§ **DATA SUPPLIED**
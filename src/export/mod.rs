pub(crate) mod pipeline;
pub(crate) mod record;
/// Convenience result alias used across the crate.
pub type MaptrailResult<T> = Result<T, MaptrailError>;

/// Error taxonomy for editing, export and project IO.
#[derive(thiserror::Error, Debug)]
pub enum MaptrailError {
    /// Input rejected before any state change (bad settings, too few waypoints, busy exporter).
    #[error("validation error: {0}")]
    Validation(String),

    /// Renderer or frame capture failed; fatal to the running export.
    #[error("renderer error: {0}")]
    Renderer(String),

    /// Archiver/encoder rejected the captured frames or the keyframe script could not be built.
    #[error("encoding error: {0}")]
    Encoding(String),

    /// Project file could not be parsed or failed validation.
    #[error("parse error: {0}")]
    Parse(String),

    /// Export stopped by the cancel signal.
    #[error("export cancelled after {frames} frames")]
    Cancelled {
        /// Frames captured before the cancel signal was observed.
        frames: u64,
    },

    /// Wrapped lower-level error (IO and friends).
    #[error(transparent)]
    Other(#[from] anyhow::Error),
}

impl MaptrailError {
    /// Build a [`MaptrailError::Validation`].
    pub fn validation(msg: impl Into<String>) -> Self {
        Self::Validation(msg.into())
    }

    /// Build a [`MaptrailError::Renderer`].
    pub fn renderer(msg: impl Into<String>) -> Self {
        Self::Renderer(msg.into())
    }

    /// Build a [`MaptrailError::Encoding`].
    pub fn encoding(msg: impl Into<String>) -> Self {
        Self::Encoding(msg.into())
    }

    /// Build a [`MaptrailError::Parse`].
    pub fn parse(msg: impl Into<String>) -> Self {
        Self::Parse(msg.into())
    }

    /// `true` for errors that abort an export in progress (as opposed to rejecting it up front).
    pub fn is_abort(&self) -> bool {
        matches!(self, Self::Renderer(_) | Self::Cancelled { .. })
    }
}

#[cfg(test)]
#[path = "../../tests/unit/foundation/error.rs"]
mod tests;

§ **THE TASK**
Every line where "crate" appears must be returned from the listing above.

§ **RESULT BELOW**
pub(crate) mod pipeline;
pub(crate) mod record;
/// Convenience result alias used across the crate.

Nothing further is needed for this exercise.